Records:
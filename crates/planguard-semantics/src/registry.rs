use std::collections::HashMap;

use planguard_graph::GraphNode;
use planguard_types::{BillingComponent, MappingError};

/// A mapper converts one resource into its billable components.
///
/// Mappers must not guess defaults for price-determining attributes
/// (instance type, volume type, engine); a component with a
/// `MISSING_ATTRIBUTE` error is emitted instead. Non-price-determining
/// defaults are permitted but recorded as assumptions on the seeded
/// variance profile.
pub trait ResourceMapper: Send + Sync {
    /// Resource type tag this mapper handles, e.g. `aws_instance`.
    fn resource_type(&self) -> &'static str;

    /// Attributes this mapper reads, for documentation and coverage tooling.
    fn supported_attributes(&self) -> &'static [&'static str];

    /// Produce components and any mapping errors (may return both).
    fn produce_components(
        &self,
        node: &GraphNode,
    ) -> (Vec<BillingComponent>, Vec<MappingError>);
}

/// Mapper registry, built once at startup and read-only afterwards.
#[derive(Default)]
pub struct MapperRegistry {
    mappers: HashMap<&'static str, Box<dyn ResourceMapper>>,
    aliases: HashMap<&'static str, &'static str>,
}

impl MapperRegistry {
    pub fn new() -> Self {
        Self::default()
    }

    pub fn register(&mut self, mapper: Box<dyn ResourceMapper>) {
        self.mappers.insert(mapper.resource_type(), mapper);
    }

    /// Register an alternate type tag for an existing mapper.
    pub fn register_alias(&mut self, alias: &'static str, canonical: &'static str) {
        self.aliases.insert(alias, canonical);
    }

    pub fn get(&self, resource_type: &str) -> Option<&dyn ResourceMapper> {
        if let Some(mapper) = self.mappers.get(resource_type) {
            return Some(mapper.as_ref());
        }
        self.aliases
            .get(resource_type)
            .and_then(|canonical| self.mappers.get(canonical))
            .map(|mapper| mapper.as_ref())
    }

    pub fn supported_types(&self) -> Vec<&'static str> {
        let mut types: Vec<&'static str> = self.mappers.keys().copied().collect();
        types.sort_unstable();
        types
    }

    pub fn len(&self) -> usize {
        self.mappers.len()
    }

    pub fn is_empty(&self) -> bool {
        self.mappers.is_empty()
    }
}

#[cfg(test)]
mod tests {
    use super::*;
    use planguard_types::{
        BillingPeriod, ComponentKind, UsageMode, VarianceProfile,
    };

    struct StubMapper;

    impl ResourceMapper for StubMapper {
        fn resource_type(&self) -> &'static str {
            "aws_instance"
        }

        fn supported_attributes(&self) -> &'static [&'static str] {
            &["instance_type"]
        }

        fn produce_components(
            &self,
            node: &GraphNode,
        ) -> (Vec<BillingComponent>, Vec<MappingError>) {
            (
                vec![BillingComponent {
                    id: BillingComponent::component_id(
                        &node.resource.address,
                        ComponentKind::Compute,
                        None,
                    ),
                    resource_address: node.resource.address.clone(),
                    kind: ComponentKind::Compute,
                    usage_mode: UsageMode::OnDemand,
                    billing_period: BillingPeriod::Hourly,
                    service: "AmazonEC2".to_string(),
                    product_family: "Compute Instance".to_string(),
                    provider: "aws".to_string(),
                    region: node.resource.region.clone(),
                    lookup_attributes: Default::default(),
                    size_gb: None,
                    description: "stub".to_string(),
                    variance: VarianceProfile::full_month(),
                    depends_on: vec![],
                    mapping_error: None,
                }],
                vec![],
            )
        }
    }

    #[test]
    fn resolves_by_type_and_alias() {
        let mut registry = MapperRegistry::new();
        registry.register(Box::new(StubMapper));
        registry.register_alias("aws_spot_instance", "aws_instance");

        assert!(registry.get("aws_instance").is_some());
        assert!(registry.get("aws_spot_instance").is_some());
        assert!(registry.get("aws_unknown").is_none());
        assert_eq!(registry.supported_types(), vec!["aws_instance"]);
    }
}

Exercise requirements: Return, from the material above, every line with the word "VarianceProfile".

Response to the task:
        BillingPeriod, ComponentKind, UsageMode, VarianceProfile,
                    variance: VarianceProfile::full_month(),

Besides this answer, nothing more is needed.